#### The data

========================

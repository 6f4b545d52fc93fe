use crate::{ConfigError, ConfigErrorResult, ConfigSection, DEFAULT_HOST, DEFAULT_PORT, MIN_PORT};

use serde::Deserialize;

#[derive(Debug, Clone, Deserialize)]
#[serde(default)]
pub struct ServerConfig {
    pub host: String,
    pub port: u16,
}

impl Default for ServerConfig {
    fn default() -> Self {
        Self {
            host: String::from(DEFAULT_HOST),
            port: DEFAULT_PORT,
        }
    }
}

impl ServerConfig {
    pub fn validate(&self) -> ConfigErrorResult<()> {
        if self.host.trim().is_empty() {
            return Err(ConfigError::invalid(
                ConfigSection::Server,
                "server.host cannot be empty",
            ));
        }

        // Port 0 means "auto-assign" - OS picks an available port.
        if self.port != 0 && self.port < MIN_PORT {
            return Err(ConfigError::invalid(
                ConfigSection::Server,
                format!(
                    "server.port must be 0 (auto) or >= {}, got {}",
                    MIN_PORT, self.port
                ),
            ));
        }

        Ok(())
    }
}
use circle_core::User;

use serde::Serialize;

/// Public view of a user; never carries the password hash
#[derive(Debug, Serialize)]
pub struct UserDto {
    pub id: String,
    pub email: String,
    pub username: String,
    pub first_name: String,
    pub last_name: String,
    pub created_at: i64,
}

impl From<User> for UserDto {
    fn from(u: User) -> Self {
        Self {
            id: u.id.to_string(),
            email: u.email,
            username: u.username,
            first_name: u.first_name,
            last_name: u.last_name,
            created_at: u.created_at.timestamp(),
        }
    }
}
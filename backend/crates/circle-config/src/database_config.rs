use crate::{
    ConfigError, ConfigErrorResult, ConfigSection, DEFAULT_DATABASE_FILENAME, DEFAULT_DATABASE_MAX_CONNECTIONS,
    MAX_DATABASE_MAX_CONNECTIONS, MIN_DATABASE_MAX_CONNECTIONS,
};

use std::path::Path;

use serde::Deserialize;

#[derive(Debug, Clone, Deserialize)]
#[serde(default)]
pub struct DatabaseConfig {
    /// Relative to the config directory
    pub path: String,
    pub max_connections: u32,
}

impl Default for DatabaseConfig {
    fn default() -> Self {
        Self {
            path: String::from(DEFAULT_DATABASE_FILENAME),
            max_connections: DEFAULT_DATABASE_MAX_CONNECTIONS,
        }
    }
}

impl DatabaseConfig {
    pub fn validate(&self) -> ConfigErrorResult<()> {
        // Keep the database inside the config dir
        let db_path = Path::new(&self.path);
        if self.path.trim().is_empty() || db_path.is_absolute() || self.path.contains("..") {
            return Err(ConfigError::invalid(
                ConfigSection::Database,
                "database.path must be relative and cannot contain '..'",
            ));
        }

        if self.max_connections < MIN_DATABASE_MAX_CONNECTIONS
            || self.max_connections > MAX_DATABASE_MAX_CONNECTIONS
        {
            return Err(ConfigError::invalid(
                ConfigSection::Database,
                format!(
                    "database.max_connections must be {}-{}, got {}",
                    MIN_DATABASE_MAX_CONNECTIONS, MAX_DATABASE_MAX_CONNECTIONS, self.max_connections
                ),
            ));
        }

        Ok(())
    }
}
pub mod authenticated_user;
use serde::Deserialize;

/// `status` is validated by the engine, so any string is accepted here
#[derive(Debug, Default, Deserialize)]
#[serde(default)]
pub struct ResolveFriendRequestRequest {
    pub status: Option<String>,
}
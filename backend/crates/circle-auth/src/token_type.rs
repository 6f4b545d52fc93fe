use std::fmt;

use serde::{Deserialize, Serialize};

#[derive(Debug, Clone, Copy, PartialEq, Eq, Serialize, Deserialize)]
#[serde(rename_all = "lowercase")]
pub enum TokenType {
    /// Short-lived, authenticates API calls
    Access,
    /// Long-lived, only exchanged for a new access token
    Refresh,
}

impl TokenType {
    pub fn as_str(&self) -> &'static str {
        match self {
            TokenType::Access => "access",
            TokenType::Refresh => "refresh",
        }
    }
}

impl fmt::Display for TokenType {
    fn fmt(&self, f: &mut fmt::Formatter<'_>) -> fmt::Result {
        f.write_str(self.as_str())
    }
}
use crate::connection::row::{timestamp_column, uuid_column};
use crate::repositories::user_repository::user_from_row;
use crate::{DbError, Result as DbErrorResult};

use circle_core::{
    CoreError, CoreResult, FriendRequest, FriendRequestStatus, FriendRequestStore, InsertOutcome,
    User,
};

use std::str::FromStr;

use async_trait::async_trait;
use chrono::{DateTime, Utc};
use sqlx::sqlite::SqliteRow;
use sqlx::{Row, SqlitePool};
use uuid::Uuid;

const TABLE: &str = "friend_requests";

pub struct FriendRequestRepository {
    pool: SqlitePool,
}

impl FriendRequestRepository {
    pub fn new(pool: SqlitePool) -> Self {
        Self { pool }
    }

    /// Insert a pending request. The partial unique index on pending
    /// (sender, receiver) pairs turns a concurrent duplicate into `Duplicate`.
    pub async fn create(&self, request: &FriendRequest) -> DbErrorResult<InsertOutcome> {
        let result = sqlx::query(
            r#"
              INSERT INTO friend_requests (
                  id, sender_id, receiver_id, status, created_at, updated_at
              ) VALUES (?, ?, ?, ?, ?, ?)
              "#,
        )
        .bind(request.id.to_string())
        .bind(request.sender_id.to_string())
        .bind(request.receiver_id.to_string())
        .bind(request.status().as_str())
        .bind(request.created_at.timestamp_millis())
        .bind(request.updated_at.timestamp_millis())
        .execute(&self.pool)
        .await;

        match result {
            Ok(_) => Ok(InsertOutcome::Inserted),
            Err(e) => {
                let err = DbError::from(e);
                if err.is_unique_violation() {
                    Ok(InsertOutcome::Duplicate)
                } else {
                    Err(err)
                }
            }
        }
    }

    pub async fn find_by_id(&self, id: Uuid) -> DbErrorResult<Option<FriendRequest>> {
        let row = sqlx::query(
            r#"
              SELECT id, sender_id, receiver_id, status, created_at, updated_at
              FROM friend_requests
              WHERE id = ?
              "#,
        )
        .bind(id.to_string())
        .fetch_optional(&self.pool)
        .await?;

        row.as_ref().map(request_from_row).transpose()
    }

    pub async fn has_pending(&self, sender_id: Uuid, receiver_id: Uuid) -> DbErrorResult<bool> {
        let exists: i64 = sqlx::query_scalar(
            r#"
              SELECT EXISTS (
                  SELECT 1 FROM friend_requests
                  WHERE sender_id = ? AND receiver_id = ? AND status = 'pending'
              )
              "#,
        )
        .bind(sender_id.to_string())
        .bind(receiver_id.to_string())
        .fetch_one(&self.pool)
        .await?;

        Ok(exists != 0)
    }

    pub async fn count_sent_since(
        &self,
        sender_id: Uuid,
        since: DateTime<Utc>,
    ) -> DbErrorResult<u32> {
        let count: i64 = sqlx::query_scalar(
            r#"
              SELECT COUNT(*) FROM friend_requests
              WHERE sender_id = ? AND created_at >= ?
              "#,
        )
        .bind(sender_id.to_string())
        .bind(since.timestamp_millis())
        .fetch_one(&self.pool)
        .await?;

        Ok(u32::try_from(count).unwrap_or(u32::MAX))
    }

    /// Conditional write: only a row that is still pending is updated
    pub async fn update_status_if_pending(&self, request: &FriendRequest) -> DbErrorResult<bool> {
        let result = sqlx::query(
            r#"
              UPDATE friend_requests
              SET status = ?, updated_at = ?
              WHERE id = ? AND status = 'pending'
              "#,
        )
        .bind(request.status().as_str())
        .bind(request.updated_at.timestamp_millis())
        .bind(request.id.to_string())
        .execute(&self.pool)
        .await?;

        Ok(result.rows_affected() == 1)
    }

    pub async fn find_friends(&self, user_id: Uuid) -> DbErrorResult<Vec<User>> {
        let rows = sqlx::query(
            r#"
              SELECT DISTINCT u.id, u.email, u.username, u.first_name, u.last_name,
                     u.password_hash, u.created_at
              FROM users u
              JOIN friend_requests fr
                ON (fr.sender_id = u.id AND fr.receiver_id = ?1)
                OR (fr.receiver_id = u.id AND fr.sender_id = ?1)
              WHERE fr.status = 'accepted' AND u.id <> ?1
              ORDER BY u.created_at, u.id
              "#,
        )
        .bind(user_id.to_string())
        .fetch_all(&self.pool)
        .await?;

        rows.iter().map(user_from_row).collect()
    }

    pub async fn find_pending_received(
        &self,
        user_id: Uuid,
    ) -> DbErrorResult<Vec<FriendRequest>> {
        let rows = sqlx::query(
            r#"
              SELECT id, sender_id, receiver_id, status, created_at, updated_at
              FROM friend_requests
              WHERE receiver_id = ? AND status = 'pending'
              ORDER BY created_at ASC, id ASC
              "#,
        )
        .bind(user_id.to_string())
        .fetch_all(&self.pool)
        .await?;

        rows.iter().map(request_from_row).collect()
    }
}

fn request_from_row(row: &SqliteRow) -> DbErrorResult<FriendRequest> {
    let raw_status: String = row.try_get("status")?;
    let status = FriendRequestStatus::from_str(&raw_status)
        .map_err(|e| DbError::corrupt(TABLE, e.to_string()))?;

    Ok(FriendRequest::restore(
        uuid_column(row, TABLE, "id")?,
        uuid_column(row, TABLE, "sender_id")?,
        uuid_column(row, TABLE, "receiver_id")?,
        status,
        timestamp_column(row, TABLE, "created_at")?,
        timestamp_column(row, TABLE, "updated_at")?,
    ))
}

#[async_trait]
impl FriendRequestStore for FriendRequestRepository {
    async fn insert_pending(&self, request: &FriendRequest) -> CoreResult<InsertOutcome> {
        self.create(request).await.map_err(CoreError::from)
    }

    async fn find_by_id(&self, id: Uuid) -> CoreResult<Option<FriendRequest>> {
        FriendRequestRepository::find_by_id(self, id)
            .await
            .map_err(CoreError::from)
    }

    async fn has_pending(&self, sender_id: Uuid, receiver_id: Uuid) -> CoreResult<bool> {
        FriendRequestRepository::has_pending(self, sender_id, receiver_id)
            .await
            .map_err(CoreError::from)
    }

    async fn count_sent_since(&self, sender_id: Uuid, since: DateTime<Utc>) -> CoreResult<u32> {
        FriendRequestRepository::count_sent_since(self, sender_id, since)
            .await
            .map_err(CoreError::from)
    }

    async fn update_status_if_pending(&self, request: &FriendRequest) -> CoreResult<bool> {
        FriendRequestRepository::update_status_if_pending(self, request)
            .await
            .map_err(CoreError::from)
    }

    async fn find_friends(&self, user_id: Uuid) -> CoreResult<Vec<User>> {
        FriendRequestRepository::find_friends(self, user_id)
            .await
            .map_err(CoreError::from)
    }

    async fn find_pending_received(&self, user_id: Uuid) -> CoreResult<Vec<FriendRequest>> {
        FriendRequestRepository::find_pending_received(self, user_id)
            .await
            .map_err(CoreError::from)
    }
}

========================

#### Exercise aim
Find the string "username" in the material above, and report every line where it occurs.

#### Written reply
    pub username: String,
            username: u.username,
              SELECT DISTINCT u.id, u.email, u.username, u.first_name, u.last_name,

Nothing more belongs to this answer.